Подтынный обрадованно протянул руку Орлову, как старому знакомому.

– А я как раз к вам, – он небрежным жестом указал на подводу, – везу вот троих. Из «Молодой гвардии»…

– Обожди чуток, вместе поедем. Замерз я тут… – Приподнявшись в седле, Орлов повернулся назад, крикнул:

– Перепечаенко! Остаешься тут за меня. – И, выбравшись на дорогу, поехал мерным шагом позади подводы рядом с Подтынным.

– Так, говоришь, из «Молодой гвардии»? – переспросил он. – Слыхал про такую… Разведчица ихняя у меня сидит. Любка Шевцова… Ну и девка, я тебе скажу! Вот видишь, – перегнувшись в седле, он сунул под нос Подтынному свою плеть – гибкий металлический трос толщиною в палец, оплетенный кожей, – вот этой штукой два раза порол ее так, что кожа лопалась.

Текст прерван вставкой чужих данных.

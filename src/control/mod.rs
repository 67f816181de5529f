//! Periodic control loop
//!
//! Runs the fraud sweep, quality recompute, trust recompute, pacing
//! rebalance and retention sweep on one cadence. Steps are isolated: a
//! store hiccup in one is caught and reported without short-circuiting
//! the rest, so the cycle summary carries partial counts instead of
//! aborting wholesale. Each cycle is idempotent; a failed step simply
//! catches up on the next cycle.

pub mod integrity;
pub mod pacing;
pub mod retention;

use chrono::{DateTime, Utc};
use serde::Serialize;
use std::sync::Arc;
use tokio::time::{interval, MissedTickBehavior};
use tracing::{error, info};

use crate::config::Config;
use crate::error::Result;
use crate::store::AdStore;

pub use integrity::{
    CtrQualityModel, FraudRules, IntegrityController, QualityModel, RuleBasedFraudDetector,
};
pub use pacing::PacingController;
pub use retention::RetentionSweeper;

/// Outcome of one control-loop step
#[derive(Debug, Clone, Serialize, PartialEq)]
#[serde(tag = "status", rename_all = "snake_case")]
pub enum StepResult {
    Ok { count: u64 },
    Failed { error: String },
}

impl StepResult {
    pub fn is_ok(&self) -> bool {
        matches!(self, StepResult::Ok { .. })
    }

    /// Progress made; zero for a failed step
    pub fn count(&self) -> u64 {
        match self {
            StepResult::Ok { count } => *count,
            StepResult::Failed { .. } => 0,
        }
    }

    fn from_step(name: &str, result: Result<u64>) -> Self {
        match result {
            Ok(count) => StepResult::Ok { count },
            Err(e) => {
                error!(step = name, error = %e, "control-loop step failed");
                StepResult::Failed {
                    error: e.to_string(),
                }
            }
        }
    }
}

/// One full cycle's aggregated outcome
#[derive(Debug, Clone, Serialize)]
pub struct ControlSummary {
    pub success: bool,
    pub fraud_events_flagged: StepResult,
    pub quality_scores_updated: StepResult,
    pub trust_scores_updated: StepResult,
    pub pacing_updated: StepResult,
    pub traffic_events_cleaned: StepResult,
    pub computed_at: DateTime<Utc>,
}

impl ControlSummary {
    pub fn errors(&self) -> Vec<String> {
        [
            &self.fraud_events_flagged,
            &self.quality_scores_updated,
            &self.trust_scores_updated,
            &self.pacing_updated,
            &self.traffic_events_cleaned,
        ]
        .into_iter()
        .filter_map(|step| match step {
            StepResult::Failed { error } => Some(error.clone()),
            StepResult::Ok { .. } => None,
        })
        .collect()
    }
}

pub struct ControlLoop {
    integrity: IntegrityController,
    pacing: PacingController,
    retention: RetentionSweeper,
}

impl ControlLoop {
    /// Wire the default controllers from config
    pub fn new(store: Arc<dyn AdStore>, config: &Config) -> Self {
        Self {
            integrity: IntegrityController::new(
                store.clone(),
                Box::new(CtrQualityModel),
                Box::new(RuleBasedFraudDetector::new(config.fraud.clone())),
                config.control.clone(),
            ),
            pacing: PacingController::new(store.clone(), config.pacing.clone()),
            retention: RetentionSweeper::new(store, config.control.retention_days),
        }
    }

    pub fn with_controllers(
        integrity: IntegrityController,
        pacing: PacingController,
        retention: RetentionSweeper,
    ) -> Self {
        Self {
            integrity,
            pacing,
            retention,
        }
    }

    /// Run one full cycle without short-circuiting.
    ///
    /// Fraud runs before quality and trust so both recomputes see the
    /// freshly invalidated events; re-running a cycle against unchanged
    /// traffic then reproduces identical scores.
    pub async fn run_cycle(&self, now: DateTime<Utc>) -> ControlSummary {
        let fraud = StepResult::from_step("fraud_sweep", self.integrity.fraud_sweep(now).await);
        let quality =
            StepResult::from_step("quality_recompute", self.integrity.recompute_quality(now).await);
        let trust =
            StepResult::from_step("trust_recompute", self.integrity.recompute_trust(now).await);
        let pacing = StepResult::from_step("pacing_recompute", self.pacing.run(now).await);
        let cleaned = StepResult::from_step("retention_sweep", self.retention.run(now).await);

        let summary = ControlSummary {
            success: fraud.is_ok()
                && quality.is_ok()
                && trust.is_ok()
                && pacing.is_ok()
                && cleaned.is_ok(),
            fraud_events_flagged: fraud,
            quality_scores_updated: quality,
            trust_scores_updated: trust,
            pacing_updated: pacing,
            traffic_events_cleaned: cleaned,
            computed_at: now,
        };

        info!(
            success = summary.success,
            fraud_flagged = summary.fraud_events_flagged.count(),
            quality_updated = summary.quality_scores_updated.count(),
            trust_updated = summary.trust_scores_updated.count(),
            pacing_updated = summary.pacing_updated.count(),
            events_cleaned = summary.traffic_events_cleaned.count(),
            "control cycle complete"
        );

        summary
    }

    /// Run cycles forever on the configured cadence. Not latency
    /// sensitive; safe to overlap with any number of concurrent auctions.
    pub async fn run_scheduled(self: Arc<Self>, interval_secs: u64) {
        let mut ticker = interval(std::time::Duration::from_secs(interval_secs.max(1)));
        ticker.set_missed_tick_behavior(MissedTickBehavior::Delay);
        loop {
            ticker.tick().await;
            self.run_cycle(Utc::now()).await;
        }
    }
}
//! Retention sweeper
//!
//! Purges raw traffic events past the retention window. Aggregates the
//! auction consumes (trust rows, quality scores, pacing records) are
//! recomputed from the surviving window, so the purge never rewrites them.

use chrono::{DateTime, Duration, Utc};
use std::sync::Arc;
use tracing::info;

use crate::error::Result;
use crate::store::AdStore;

pub struct RetentionSweeper {
    store: Arc<dyn AdStore>,
    retention_days: i64,
}

impl RetentionSweeper {
    pub fn new(store: Arc<dyn AdStore>, retention_days: i64) -> Self {
        Self {
            store,
            retention_days,
        }
    }

    /// Delete events older than the retention window; returns rows deleted
    pub async fn run(&self, now: DateTime<Utc>) -> Result<u64> {
        let cutoff = now - Duration::days(self.retention_days);
        let deleted = self.store.purge_events_before(cutoff).await?;
        if deleted > 0 {
            info!(deleted, retention_days = self.retention_days, "traffic events purged");
        }
        Ok(deleted)
    }
}

#[cfg(test)]
mod tests {
    use super::*;
    use crate::ledger::BudgetLedger;
    use crate::store::{MemoryStore, TrafficEvent, TrafficEventKind};

    #[tokio::test]
    async fn test_sweep_removes_only_expired_events() {
        let ledger = Arc::new(BudgetLedger::new(8));
        let store = Arc::new(MemoryStore::new(ledger));
        let now = Utc::now();

        for (i, age_days) in [(0u32, 5i64), (1, 29), (2, 31), (3, 400)] {
            store.add_event(TrafficEvent {
                event_id: format!("ev_{}", i),
                advertiser_id: "adv_a".to_string(),
                creative_id: "cr_1".to_string(),
                kind: TrafficEventKind::Impression,
                source: "10.0.0.1".to_string(),
                is_valid: true,
                occurred_at: now - Duration::days(age_days),
            });
        }

        let sweeper = RetentionSweeper::new(store.clone(), 30);
        assert_eq!(sweeper.run(now).await.unwrap(), 2);
        assert_eq!(store.event_count(), 2);

        // A second sweep with no new events is a no-op
        assert_eq!(sweeper.run(now).await.unwrap(), 0);
    }
}
#![allow(dead_code)]

use async_trait::async_trait;
use axum::{
    body::Body,
    http::{Request, StatusCode},
    Router,
};
use service_core::error::AppError;
use std::sync::Arc;
use text_analyzer_service::config::AnalyzerConfig;
use text_analyzer_service::models::{AnalysisDocument, AnalysisSummary};
use text_analyzer_service::services::{AnalysisStore, InMemoryAnalysisStore};
use text_analyzer_service::{build_router, AppState};
use tower::util::ServiceExt;

/// Store whose every operation fails, standing in for an unreachable database.
pub struct FailingStore;

#[async_trait]
impl AnalysisStore for FailingStore {
    async fn save(&self, _document: &AnalysisDocument) -> Result<(), AppError> {
        Err(AppError::DatabaseError(anyhow::anyhow!("write refused")))
    }

    async fn query(&self, _limit: i64) -> Result<Vec<AnalysisSummary>, AppError> {
        Err(AppError::DatabaseError(anyhow::anyhow!("connection refused")))
    }

    async fn health_check(&self) -> Result<(), AppError> {
        Err(AppError::DatabaseError(anyhow::anyhow!("connection refused")))
    }
}

pub struct TestApp {
    pub router: Router,
    pub store: Arc<InMemoryAnalysisStore>,
}

impl TestApp {
    pub fn new() -> Self {
        let store = Arc::new(InMemoryAnalysisStore::new());
        let router = router_with_store(store.clone());
        Self { router, store }
    }

    pub async fn get(&self, uri: &str) -> (StatusCode, serde_json::Value) {
        send(
            &self.router,
            Request::builder().uri(uri).body(Body::empty()).unwrap(),
        )
        .await
    }

    pub async fn post_json(
        &self,
        uri: &str,
        body: serde_json::Value,
    ) -> (StatusCode, serde_json::Value) {
        send(
            &self.router,
            Request::builder()
                .method("POST")
                .uri(uri)
                .header("content-type", "application/json")
                .body(Body::from(body.to_string()))
                .unwrap(),
        )
        .await
    }
}

pub fn router_with_store(store: Arc<dyn AnalysisStore>) -> Router {
    build_router(AppState::new(AnalyzerConfig::in_memory(), store))
}

pub async fn send(router: &Router, request: Request<Body>) -> (StatusCode, serde_json::Value) {
    let response = router.clone().oneshot(request).await.unwrap();
    let status = response.status();
    let body = axum::body::to_bytes(response.into_body(), usize::MAX)
        .await
        .unwrap();
    let json = if body.is_empty() {
        serde_json::Value::Null
    } else {
        serde_json::from_slice(&body).unwrap()
    };
    (status, json)
}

До полусмерти… Думаешь, созналась? Визжит, кусается, а ни слова… Один раз послал ее на аэродром – в офицерских комнатах полы мыть. Так она воду из ведер на пол повыливала и окна открыла. Мороз прихватил – каток в комнатах, и только! Пришлось офицерам в город идти ночевать, пока оттаяло… Теперь она за жандармерией числится. Вернер, начальник жандармерии, сам ее допрашивает. Из Красного Луча какой-то гауптман приехал, помогает ему. Допытываются, где она радиостанцию спрятала. Чего только они ей не делают – молчит… Вчера вечером Вернер напился – он, знаешь, любит закладывать, – вызвал ее на допрос. Зашла она, а он и потянулся ее обнимать. Как она его по морде шлепнет! У немца и глаза на лоб полезли. «Ну, хорошо, – говорит, – ты еще будешь на коленях просить у меня прощения!» А она хохочет… Говорю тебе – черт, а не девка!

– У нас поговаривают, будто отходить немцы собираются, – осторожно вставил Подтынный.

– Что ты! – воскликнул Орлов. – Наоборот, готовится генеральное наступление. Уж я-то знаю…

Он говорил так убежденно, что Подтынный подумал: «Кто его знает, может, и правда Соликовский зря панику поднял. Орлов-то здесь поближе к немецким штабам, небось уже пронюхал бы…» От этих мыслей ему стало веселее, и он уже охотнее поддерживал разговор.

Подтынный сдал арестованных в полицию. Они так замерзли, что не могли двигаться, и полицаи на руках оттащили их в подвал.

вернуться

4

Бежавший из-под расстрела Анатолий Ковалев некоторое время укрывался в семье краснодонского шахтера Куприянова, затем ушел к дальним родственникам в село Вербовку Запорожской области. Дальнейшая судьба его неизвестна. (Прим. автора.)